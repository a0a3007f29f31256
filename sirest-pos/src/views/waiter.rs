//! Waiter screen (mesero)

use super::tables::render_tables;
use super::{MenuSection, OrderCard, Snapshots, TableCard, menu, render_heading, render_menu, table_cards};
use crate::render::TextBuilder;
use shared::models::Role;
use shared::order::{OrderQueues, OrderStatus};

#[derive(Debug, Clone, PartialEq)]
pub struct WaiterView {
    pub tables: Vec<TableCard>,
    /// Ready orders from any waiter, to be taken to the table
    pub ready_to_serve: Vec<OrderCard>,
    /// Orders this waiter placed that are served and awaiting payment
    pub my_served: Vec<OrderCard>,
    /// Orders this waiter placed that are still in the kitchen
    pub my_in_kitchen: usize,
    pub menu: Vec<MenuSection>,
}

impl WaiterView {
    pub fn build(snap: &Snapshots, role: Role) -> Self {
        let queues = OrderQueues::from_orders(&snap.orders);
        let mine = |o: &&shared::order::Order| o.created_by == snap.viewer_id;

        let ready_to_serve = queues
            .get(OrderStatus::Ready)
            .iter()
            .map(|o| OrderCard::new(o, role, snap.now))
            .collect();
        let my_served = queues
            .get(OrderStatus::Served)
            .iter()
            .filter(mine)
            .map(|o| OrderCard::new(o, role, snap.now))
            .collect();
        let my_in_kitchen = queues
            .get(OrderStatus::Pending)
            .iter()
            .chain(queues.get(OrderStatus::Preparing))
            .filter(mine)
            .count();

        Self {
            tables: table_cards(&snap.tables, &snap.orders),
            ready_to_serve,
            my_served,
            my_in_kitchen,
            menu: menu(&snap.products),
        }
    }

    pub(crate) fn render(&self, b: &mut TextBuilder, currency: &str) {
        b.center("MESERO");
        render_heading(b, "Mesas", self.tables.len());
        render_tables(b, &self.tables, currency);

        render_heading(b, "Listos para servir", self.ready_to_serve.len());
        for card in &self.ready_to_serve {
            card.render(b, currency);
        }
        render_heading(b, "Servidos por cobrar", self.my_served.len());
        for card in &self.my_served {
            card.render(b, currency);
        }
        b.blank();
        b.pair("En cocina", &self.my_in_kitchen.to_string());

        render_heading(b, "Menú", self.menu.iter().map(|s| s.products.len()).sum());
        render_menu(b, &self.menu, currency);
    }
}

┄┄┄┄┄┄

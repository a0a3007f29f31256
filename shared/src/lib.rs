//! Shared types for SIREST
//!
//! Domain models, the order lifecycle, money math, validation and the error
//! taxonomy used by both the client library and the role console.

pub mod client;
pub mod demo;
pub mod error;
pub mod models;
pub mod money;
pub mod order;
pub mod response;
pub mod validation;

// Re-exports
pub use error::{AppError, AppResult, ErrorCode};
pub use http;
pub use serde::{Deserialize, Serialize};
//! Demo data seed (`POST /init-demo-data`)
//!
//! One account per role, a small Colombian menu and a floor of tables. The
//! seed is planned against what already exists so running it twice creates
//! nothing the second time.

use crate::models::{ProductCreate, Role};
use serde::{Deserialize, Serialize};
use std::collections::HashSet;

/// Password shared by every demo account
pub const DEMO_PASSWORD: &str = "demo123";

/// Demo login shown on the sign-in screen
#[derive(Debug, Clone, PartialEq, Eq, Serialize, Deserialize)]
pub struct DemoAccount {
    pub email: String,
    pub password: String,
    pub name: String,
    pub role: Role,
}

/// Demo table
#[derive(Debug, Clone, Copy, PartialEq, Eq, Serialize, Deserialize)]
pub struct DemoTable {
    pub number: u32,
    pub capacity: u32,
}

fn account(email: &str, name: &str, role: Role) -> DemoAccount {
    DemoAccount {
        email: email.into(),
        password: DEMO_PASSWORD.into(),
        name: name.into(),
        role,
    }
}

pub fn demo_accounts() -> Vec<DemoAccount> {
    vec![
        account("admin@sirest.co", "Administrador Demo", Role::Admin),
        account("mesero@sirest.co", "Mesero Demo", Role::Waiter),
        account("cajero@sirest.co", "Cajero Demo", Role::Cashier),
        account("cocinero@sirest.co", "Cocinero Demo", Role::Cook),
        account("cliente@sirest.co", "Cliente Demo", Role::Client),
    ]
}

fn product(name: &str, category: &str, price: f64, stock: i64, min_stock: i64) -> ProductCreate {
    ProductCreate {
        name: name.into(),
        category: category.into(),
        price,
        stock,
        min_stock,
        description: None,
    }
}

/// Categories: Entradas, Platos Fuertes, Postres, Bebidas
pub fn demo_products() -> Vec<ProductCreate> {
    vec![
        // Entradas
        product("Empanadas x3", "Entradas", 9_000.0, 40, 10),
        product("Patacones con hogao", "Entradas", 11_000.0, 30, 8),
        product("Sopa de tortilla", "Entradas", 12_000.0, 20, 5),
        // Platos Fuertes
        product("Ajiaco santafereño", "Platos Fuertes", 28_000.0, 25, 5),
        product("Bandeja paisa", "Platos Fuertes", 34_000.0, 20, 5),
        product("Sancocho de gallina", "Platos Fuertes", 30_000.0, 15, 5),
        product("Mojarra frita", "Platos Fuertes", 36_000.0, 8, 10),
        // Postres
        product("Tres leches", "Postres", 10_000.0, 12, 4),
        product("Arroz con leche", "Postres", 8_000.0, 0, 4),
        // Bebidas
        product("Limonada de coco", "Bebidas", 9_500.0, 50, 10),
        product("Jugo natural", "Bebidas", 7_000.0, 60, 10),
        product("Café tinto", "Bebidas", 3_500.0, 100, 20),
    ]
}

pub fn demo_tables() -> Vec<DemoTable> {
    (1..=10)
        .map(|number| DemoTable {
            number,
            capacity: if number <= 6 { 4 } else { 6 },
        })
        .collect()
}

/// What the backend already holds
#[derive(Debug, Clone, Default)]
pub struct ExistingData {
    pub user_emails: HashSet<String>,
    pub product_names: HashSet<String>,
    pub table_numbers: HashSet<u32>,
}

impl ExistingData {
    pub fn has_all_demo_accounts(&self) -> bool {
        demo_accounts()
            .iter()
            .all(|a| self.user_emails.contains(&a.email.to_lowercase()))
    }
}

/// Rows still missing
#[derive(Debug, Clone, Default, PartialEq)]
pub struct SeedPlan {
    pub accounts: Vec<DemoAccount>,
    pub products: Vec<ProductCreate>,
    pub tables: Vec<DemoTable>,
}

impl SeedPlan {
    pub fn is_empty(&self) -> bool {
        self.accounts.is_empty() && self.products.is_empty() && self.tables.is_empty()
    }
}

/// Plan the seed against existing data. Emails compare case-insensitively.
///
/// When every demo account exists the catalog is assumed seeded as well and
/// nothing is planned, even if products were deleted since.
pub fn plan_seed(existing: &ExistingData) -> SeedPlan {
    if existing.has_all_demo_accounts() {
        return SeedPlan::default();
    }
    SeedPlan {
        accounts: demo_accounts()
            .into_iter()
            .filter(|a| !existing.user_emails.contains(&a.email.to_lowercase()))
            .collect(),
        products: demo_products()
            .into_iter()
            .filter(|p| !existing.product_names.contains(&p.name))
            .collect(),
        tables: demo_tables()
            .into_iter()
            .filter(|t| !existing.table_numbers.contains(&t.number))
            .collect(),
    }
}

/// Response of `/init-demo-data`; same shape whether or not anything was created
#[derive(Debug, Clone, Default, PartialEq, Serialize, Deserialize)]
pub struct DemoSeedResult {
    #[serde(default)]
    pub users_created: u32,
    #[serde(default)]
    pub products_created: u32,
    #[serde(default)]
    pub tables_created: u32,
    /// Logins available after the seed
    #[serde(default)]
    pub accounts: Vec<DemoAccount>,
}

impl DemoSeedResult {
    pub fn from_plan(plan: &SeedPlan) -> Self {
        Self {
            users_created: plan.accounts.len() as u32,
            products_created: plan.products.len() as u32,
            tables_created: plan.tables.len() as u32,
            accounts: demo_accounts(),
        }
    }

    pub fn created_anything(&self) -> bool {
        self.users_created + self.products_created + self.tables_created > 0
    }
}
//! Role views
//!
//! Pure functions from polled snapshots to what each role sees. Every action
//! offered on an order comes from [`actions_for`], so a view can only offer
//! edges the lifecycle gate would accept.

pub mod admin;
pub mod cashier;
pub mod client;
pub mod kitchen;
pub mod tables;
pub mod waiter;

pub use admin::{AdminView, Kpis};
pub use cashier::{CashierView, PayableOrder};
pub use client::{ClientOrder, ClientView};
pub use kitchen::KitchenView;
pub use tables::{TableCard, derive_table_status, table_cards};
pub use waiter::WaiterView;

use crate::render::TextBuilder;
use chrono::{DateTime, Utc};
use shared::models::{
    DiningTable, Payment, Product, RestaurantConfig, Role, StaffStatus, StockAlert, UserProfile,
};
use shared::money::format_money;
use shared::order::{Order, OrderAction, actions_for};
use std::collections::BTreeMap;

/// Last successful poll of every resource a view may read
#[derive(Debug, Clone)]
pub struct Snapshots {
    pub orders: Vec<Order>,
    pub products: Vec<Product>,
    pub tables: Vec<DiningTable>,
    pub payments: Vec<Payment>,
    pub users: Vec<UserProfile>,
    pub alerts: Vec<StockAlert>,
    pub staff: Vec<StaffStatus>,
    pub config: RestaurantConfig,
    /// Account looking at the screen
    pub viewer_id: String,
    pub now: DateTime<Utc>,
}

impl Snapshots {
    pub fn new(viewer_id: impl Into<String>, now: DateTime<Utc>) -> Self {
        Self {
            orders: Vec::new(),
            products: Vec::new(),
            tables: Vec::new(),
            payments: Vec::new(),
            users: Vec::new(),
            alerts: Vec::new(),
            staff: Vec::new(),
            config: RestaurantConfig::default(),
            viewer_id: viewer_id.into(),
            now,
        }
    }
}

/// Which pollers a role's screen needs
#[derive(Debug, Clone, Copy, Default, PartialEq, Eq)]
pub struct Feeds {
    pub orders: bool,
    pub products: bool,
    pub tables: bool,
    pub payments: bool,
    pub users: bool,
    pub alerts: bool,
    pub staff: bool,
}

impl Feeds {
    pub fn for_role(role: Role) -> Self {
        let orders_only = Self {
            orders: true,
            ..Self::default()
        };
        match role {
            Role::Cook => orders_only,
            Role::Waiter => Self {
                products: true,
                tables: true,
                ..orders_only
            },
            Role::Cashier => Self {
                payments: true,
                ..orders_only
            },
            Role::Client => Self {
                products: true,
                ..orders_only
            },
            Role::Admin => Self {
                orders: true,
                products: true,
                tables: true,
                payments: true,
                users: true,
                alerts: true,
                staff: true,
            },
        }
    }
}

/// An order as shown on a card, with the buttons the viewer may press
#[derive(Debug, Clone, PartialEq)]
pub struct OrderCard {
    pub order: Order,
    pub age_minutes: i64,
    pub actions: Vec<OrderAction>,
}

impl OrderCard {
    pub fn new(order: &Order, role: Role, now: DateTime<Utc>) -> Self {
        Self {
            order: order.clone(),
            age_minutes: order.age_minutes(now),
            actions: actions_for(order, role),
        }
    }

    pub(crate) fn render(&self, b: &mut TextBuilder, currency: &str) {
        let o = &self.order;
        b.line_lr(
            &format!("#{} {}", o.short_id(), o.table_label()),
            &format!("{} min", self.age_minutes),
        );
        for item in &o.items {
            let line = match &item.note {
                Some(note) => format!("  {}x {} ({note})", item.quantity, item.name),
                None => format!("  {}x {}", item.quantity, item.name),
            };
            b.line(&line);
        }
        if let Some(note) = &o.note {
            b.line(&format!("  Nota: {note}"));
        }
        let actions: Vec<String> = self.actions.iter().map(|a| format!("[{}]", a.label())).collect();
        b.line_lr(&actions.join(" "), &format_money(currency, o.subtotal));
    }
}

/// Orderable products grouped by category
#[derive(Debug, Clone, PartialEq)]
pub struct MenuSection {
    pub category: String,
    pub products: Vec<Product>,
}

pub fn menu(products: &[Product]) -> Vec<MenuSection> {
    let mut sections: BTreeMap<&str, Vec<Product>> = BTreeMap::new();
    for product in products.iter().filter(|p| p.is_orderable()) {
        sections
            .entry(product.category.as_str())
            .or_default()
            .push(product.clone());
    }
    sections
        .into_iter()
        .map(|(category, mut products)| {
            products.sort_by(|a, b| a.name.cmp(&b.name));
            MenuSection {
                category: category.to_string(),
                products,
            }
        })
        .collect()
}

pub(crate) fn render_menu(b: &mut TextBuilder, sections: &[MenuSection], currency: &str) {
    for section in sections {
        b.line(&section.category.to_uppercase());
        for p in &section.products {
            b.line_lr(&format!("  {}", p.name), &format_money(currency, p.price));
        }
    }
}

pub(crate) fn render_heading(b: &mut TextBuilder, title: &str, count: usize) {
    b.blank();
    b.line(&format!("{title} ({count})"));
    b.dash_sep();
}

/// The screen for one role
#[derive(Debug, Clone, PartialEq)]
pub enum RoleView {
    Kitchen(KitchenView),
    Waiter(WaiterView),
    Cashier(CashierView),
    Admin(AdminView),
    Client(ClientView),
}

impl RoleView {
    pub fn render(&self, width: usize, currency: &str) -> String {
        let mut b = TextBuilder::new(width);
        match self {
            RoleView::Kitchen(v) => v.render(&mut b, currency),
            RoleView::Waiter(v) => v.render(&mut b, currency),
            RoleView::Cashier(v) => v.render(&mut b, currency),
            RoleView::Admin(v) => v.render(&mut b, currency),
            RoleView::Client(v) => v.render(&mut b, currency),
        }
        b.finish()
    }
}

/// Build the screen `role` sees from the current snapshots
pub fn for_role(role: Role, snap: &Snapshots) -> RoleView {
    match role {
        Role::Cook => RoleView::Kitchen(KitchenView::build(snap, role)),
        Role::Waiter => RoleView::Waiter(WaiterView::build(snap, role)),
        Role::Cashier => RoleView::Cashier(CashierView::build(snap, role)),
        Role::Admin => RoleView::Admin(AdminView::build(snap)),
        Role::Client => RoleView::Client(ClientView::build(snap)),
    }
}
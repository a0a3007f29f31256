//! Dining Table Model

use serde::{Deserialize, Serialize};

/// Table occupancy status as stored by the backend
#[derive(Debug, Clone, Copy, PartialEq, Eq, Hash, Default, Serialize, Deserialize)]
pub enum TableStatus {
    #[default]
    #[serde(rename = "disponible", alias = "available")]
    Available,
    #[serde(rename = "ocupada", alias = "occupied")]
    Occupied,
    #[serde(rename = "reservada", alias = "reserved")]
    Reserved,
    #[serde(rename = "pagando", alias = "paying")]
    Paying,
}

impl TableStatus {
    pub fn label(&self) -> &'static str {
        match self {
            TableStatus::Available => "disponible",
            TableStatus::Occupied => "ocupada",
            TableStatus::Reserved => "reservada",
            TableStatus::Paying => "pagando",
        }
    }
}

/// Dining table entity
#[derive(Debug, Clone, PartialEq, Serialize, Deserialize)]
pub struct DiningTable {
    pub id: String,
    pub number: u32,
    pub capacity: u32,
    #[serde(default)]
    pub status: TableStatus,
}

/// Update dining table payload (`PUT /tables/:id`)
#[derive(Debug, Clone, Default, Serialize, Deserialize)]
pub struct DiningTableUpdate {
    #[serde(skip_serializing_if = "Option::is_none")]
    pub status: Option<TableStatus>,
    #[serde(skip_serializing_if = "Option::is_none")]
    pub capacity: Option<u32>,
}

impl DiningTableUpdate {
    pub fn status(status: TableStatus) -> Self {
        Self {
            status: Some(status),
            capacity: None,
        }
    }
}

┄┄┄┄┄┄

Task item. In the entries above, find each line containing the string "StaffStatus" and copy it.

Answer to this problem.
    DiningTable, Payment, Product, RestaurantConfig, Role, StaffStatus, StockAlert, UserProfile,
    pub staff: Vec<StaffStatus>,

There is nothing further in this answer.